Continuing from the ‘sister ships’ provision discussed in the previous section, as per the 1952 Convention,[19] the ‘sister ship’ rule does not apply in cases of claims of mortgage. It is interesting to note that no such restriction exists in the Admiralty Bill.
According to the 1999 Convention,[20] arrest of ships may only be made in respect of a maritime claim. It appears that the Admiralty Bill is in conformity with this provision, since Section 5 only permits arrests for maritime claims.
It appears that mostly, the bill does take into consideration and derive from international law. For instance, the title and contents of Section 11 are quite similar to the title and contents of Article 6 of the 1999 Convention. Similarly, resemblance in phrases and language exists in the Admiralty Bill and international conventions. Nonetheless, a few pointers from these conventions, etc. have been left out, though the intention behind doing or the reason for doing so remains unclear.
Conclusion
The Admiralty Bill pulls the framework for settlement of maritime claims forward by a great extent, but it would appear that there still exists room for some improvement. Even though India is not a signatory to the above mentioned international conventions, it has nonetheless moved towards uniformity. The Bill presents a major overhaul by codifying and laying down the principles. However, as pointed out in this paper, even bringing a law more than a hundred years later, a few things have been left ambiguous or left out completely. Nonetheless, the Bill would be a great advancement to the maritime regime and jurisprudence in India, provided it gets passed by the Parliament (before lapsing like the 2005 bill).
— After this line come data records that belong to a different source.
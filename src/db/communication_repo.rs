// src/db/communication_repo.rs

use async_trait::async_trait;
use sqlx::{Executor, PgPool, Postgres};
use uuid::Uuid;

use crate::{
    common::{date::CalendarDate, error::AppError},
    models::communications::{
        CommunicationLogEntry, CommunicationStatus, NewCommunicationLog, NewReminderLog, ReminderLogEntry,
    },
    services::reminder_service::CommunicationSink,
};

const COMMUNICATION_COLUMNS: &str = r#"
    id, channel, kind, member_id, member_email, member_name, message, status,
    date, confirmed_at
"#;

const REMINDER_COLUMNS: &str = r#"
    id, member_id, member_email, reminder_type, amount_minor, invoice_count,
    sent_at, status, error
"#;

#[derive(Clone)]
pub struct CommunicationRepository {
    pool: PgPool,
}

impl CommunicationRepository {
    pub fn new(pool: PgPool) -> Self {
        Self { pool }
    }

    pub fn pool(&self) -> &PgPool {
        &self.pool
    }

    // =========================================================================
    //  COMMUNICATION LOG
    // =========================================================================

    pub async fn list_communications<'e, E>(&self, executor: E) -> Result<Vec<CommunicationLogEntry>, AppError>
    where
        E: Executor<'e, Database = Postgres>,
    {
        let entries = sqlx::query_as::<_, CommunicationLogEntry>(&format!(
            "SELECT {COMMUNICATION_COLUMNS} FROM communication_logs ORDER BY date DESC"
        ))
        .fetch_all(executor)
        .await?;

        Ok(entries)
    }

    pub async fn insert_communication<'e, E>(
        &self,
        executor: E,
        entry: &NewCommunicationLog,
    ) -> Result<CommunicationLogEntry, AppError>
    where
        E: Executor<'e, Database = Postgres>,
    {
        let row = sqlx::query_as::<_, CommunicationLogEntry>(&format!(
            r#"
            INSERT INTO communication_logs (channel, kind, member_id, member_email, member_name, message, status)
            VALUES ($1, $2, $3, $4, $5, $6, $7)
            RETURNING {COMMUNICATION_COLUMNS}
            "#
        ))
        .bind(entry.channel)
        .bind(&entry.kind)
        .bind(entry.member_id)
        .bind(entry.member_email.as_deref())
        .bind(&entry.member_name)
        .bind(&entry.message)
        .bind(entry.status)
        .fetch_one(executor)
        .await?;

        Ok(row)
    }

    /// Requested -> Delivered. Entries in any other state are left untouched
    /// and `None` is returned.
    pub async fn confirm_delivery<'e, E>(&self, executor: E, id: Uuid) -> Result<Option<CommunicationLogEntry>, AppError>
    where
        E: Executor<'e, Database = Postgres>,
    {
        let row = sqlx::query_as::<_, CommunicationLogEntry>(&format!(
            r#"
            UPDATE communication_logs
            SET status = $2, confirmed_at = NOW()
            WHERE id = $1 AND status = $3
            RETURNING {COMMUNICATION_COLUMNS}
            "#
        ))
        .bind(id)
        .bind(CommunicationStatus::Delivered)
        .bind(CommunicationStatus::Requested)
        .fetch_optional(executor)
        .await?;

        Ok(row)
    }

    pub async fn find_communication<'e, E>(&self, executor: E, id: Uuid) -> Result<Option<CommunicationLogEntry>, AppError>
    where
        E: Executor<'e, Database = Postgres>,
    {
        let row = sqlx::query_as::<_, CommunicationLogEntry>(&format!(
            "SELECT {COMMUNICATION_COLUMNS} FROM communication_logs WHERE id = $1"
        ))
        .bind(id)
        .fetch_optional(executor)
        .await?;

        Ok(row)
    }

    // =========================================================================
    //  REMINDER LOG
    // =========================================================================

    pub async fn list_reminders<'e, E>(&self, executor: E) -> Result<Vec<ReminderLogEntry>, AppError>
    where
        E: Executor<'e, Database = Postgres>,
    {
        let entries = sqlx::query_as::<_, ReminderLogEntry>(&format!(
            "SELECT {REMINDER_COLUMNS} FROM reminder_logs ORDER BY sent_at DESC"
        ))
        .fetch_all(executor)
        .await?;

        Ok(entries)
    }

    /// Failed entries not yet retried, optionally narrowed to `ids`.
    pub async fn pending_failures<'e, E>(
        &self,
        executor: E,
        ids: Option<&[Uuid]>,
    ) -> Result<Vec<ReminderLogEntry>, AppError>
    where
        E: Executor<'e, Database = Postgres>,
    {
        let entries = sqlx::query_as::<_, ReminderLogEntry>(&format!(
            r#"
            SELECT {REMINDER_COLUMNS} FROM reminder_logs
            WHERE status = 'failed' AND retried_at IS NULL
              AND ($1::UUID[] IS NULL OR id = ANY($1))
            ORDER BY sent_at ASC
            "#
        ))
        .bind(ids)
        .fetch_all(executor)
        .await?;

        Ok(entries)
    }

    /// Successful reminders whose `sent_at` falls on `day` (UTC).
    pub async fn sent_on<'e, E>(&self, executor: E, day: CalendarDate) -> Result<Vec<ReminderLogEntry>, AppError>
    where
        E: Executor<'e, Database = Postgres>,
    {
        let entries = sqlx::query_as::<_, ReminderLogEntry>(&format!(
            r#"
            SELECT {REMINDER_COLUMNS} FROM reminder_logs
            WHERE status = 'sent' AND (sent_at AT TIME ZONE 'UTC')::DATE = $1
            "#
        ))
        .bind(day.naive())
        .fetch_all(executor)
        .await?;

        Ok(entries)
    }

    pub async fn mark_retried<'e, E>(&self, executor: E, ids: &[Uuid]) -> Result<(), AppError>
    where
        E: Executor<'e, Database = Postgres>,
    {
        sqlx::query("UPDATE reminder_logs SET retried_at = NOW() WHERE id = ANY($1)")
            .bind(ids)
            .execute(executor)
            .await?;

        Ok(())
    }

    pub async fn insert_reminder<'e, E>(&self, executor: E, entry: &NewReminderLog) -> Result<(), AppError>
    where
        E: Executor<'e, Database = Postgres>,
    {
        sqlx::query(
            r#"
            INSERT INTO reminder_logs (member_id, member_email, reminder_type, amount_minor, invoice_count, status, error)
            VALUES ($1, $2, $3, $4, $5, $6, $7)
            "#,
        )
        .bind(entry.member_id)
        .bind(&entry.member_email)
        .bind(entry.reminder_type)
        .bind(entry.amount.minor_units())
        .bind(entry.invoice_count)
        .bind(entry.status)
        .bind(entry.error.as_deref())
        .execute(executor)
        .await?;

        Ok(())
    }
}

#[async_trait]
impl CommunicationSink for CommunicationRepository {
    async fn log_communication(&self, entry: NewCommunicationLog) -> Result<CommunicationLogEntry, AppError> {
        self.insert_communication(&self.pool, &entry).await
    }

    async fn log_reminder(&self, entry: NewReminderLog) -> Result<(), AppError> {
        self.insert_reminder(&self.pool, &entry).await
    }

    async fn reminders_sent_on(&self, day: CalendarDate) -> Result<Vec<ReminderLogEntry>, AppError> {
        self.sent_on(&self.pool, day).await
    }
}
[1] Statement of Objects and Reasons, The Admiralty (Jurisdiction and Settlement of Maritime Claims) Bill, 2016 (Bill 258 of 2016). See also, generally, Maritime Jurisdiction and Admiralty Law in India, Samareshwar Mahanty (New Delhi: Universal Law Publishing Co., 2009) pp.47-66.
[2] Maritime Jurisdiction and Admiralty Law in India, Samareshwar Mahanty (New Delhi: Universal Law Publishing Co., 2009) p. 52.
[3] ibid.
[4] M.V. Elisabeth v. Harwan Investment and Trading Pvt. Ltd., AIR 1993 SC 1014
[5] Law Commission of India, 151st Report.
[6] The Admiralty Bill, 2005 (Bill 68 of 2005).
[7] Bill 258 of 2016
[8] Section 2 (1) (e)
[9] Section 4
[10] Section 2 (1) (g)
[11] Section 9 and Section 10
[12] [1975] 2 Lloyd’s Rep 509
[13] International Convention on Arrest of Ships, 1999.
[14] Article 3(2), International Convention on Arrest of Ships, 1999; Article 3(1) read with Article 1(1), International Convention Relating to the Arrest of Sea-Going Ships, Brussels, 1952.
[15] Section 11.
[16] Berlingieri on Arrest of Ships: A commentary on the 1952 and 1999 arrest conventions, Francesco Berlingieri (informa, 2011) p.388.
[17] Ibid.
[18] Article 6, International Convention on Arrest of Ships, 1999.
[19] Article 3 read with Article 1, International Convention Relating to the Arrest of Sea-Going Ships, Brussels, 1952.
[20] Article 2, International Convention on Arrest of Ships, 1999.